- Coat of arms
- Location of Oberotterbach within Südliche Weinstraße district
- Location of Oberotterbach
- Oberotterbach Oberotterbach
- Coordinates: 49°04′16″N 7°58′14″E﻿ / ﻿49.07111°N 7.97056°E
- Country: Germany
- State: Rhineland-Palatinate
- District: Südliche Weinstraße
- Municipal assoc.: Bad Bergzabern

Government
- • Mayor (2019–24): Heinz Oerther

Area
- • Total: 15.37 km^{2} (5.93 sq mi)
- Elevation: 192 m (630 ft)

Population (2024-12-31)
- • Total: 1,154
- • Density: 75.08/km^{2} (194.5/sq mi)
- Time zone: UTC+01:00 (CET)
- • Summer (DST): UTC+02:00 (CEST)
- Postal codes: 76889
- Dialling codes: 06342
- Vehicle registration: SÜW
- Website: www.oberotterbach.de

= Oberotterbach =

Oberotterbach is a municipality in Südliche Weinstraße district, in Rhineland-Palatinate, western Germany.

== Geography ==
The village is located between the Palatine Forest biosphere reserve and the Rhine river.

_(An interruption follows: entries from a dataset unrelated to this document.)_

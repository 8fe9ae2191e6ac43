pub mod artifact;
pub mod conversion;
pub mod definition;
pub mod logic;

pub use artifact::*;
pub use conversion::*;
pub use definition::*;
pub use logic::*;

The municipality of Oberotterbach also includes the settlements of Brendelsmühle and Heidenbrunnenhof.

== History ==
The village was first mentioned in 992 in a deed of grant from emperor Otto III to Selz Abbey located in the Alsace region.

== Religion ==
In 2007, 55.6 percent of the population were Protestant and 25.4 percent were Roman Catholic. The rest were not registered to pay Church tax.

== Politics ==

=== Gemeinderat ===
The local council Gemeinderat in Oberotterbach consists of 16 members, who were elected on 7 June 2009 and work for the voluntary mayor as their chairman.

=== Coat of arms ===
The blazon of the coat of arms are: „Parteed and separated above, documented with the silver heart shield, within a red armoured and defeated blue lion, on top heraldic in black a red armoured and defeated gold lion. On top on the left it is silver and blue lozenged, located at the bottom in green is a silver silberner an angular wave bar aside from silver spheres“.

It was approved by the Bavarian imperial governor in 1938 and dates back to a seal from 1558.

== Culture and Sights ==

- Ruin of Guttenberg Castle located in the Mundat Forest; Staeffelsberg Tower (observation tower, 1887)
- Westwall-Hiking Trail – comprising a ten-kilometre-long hiking trail along blasted bunkers and war trenches established in June 2009.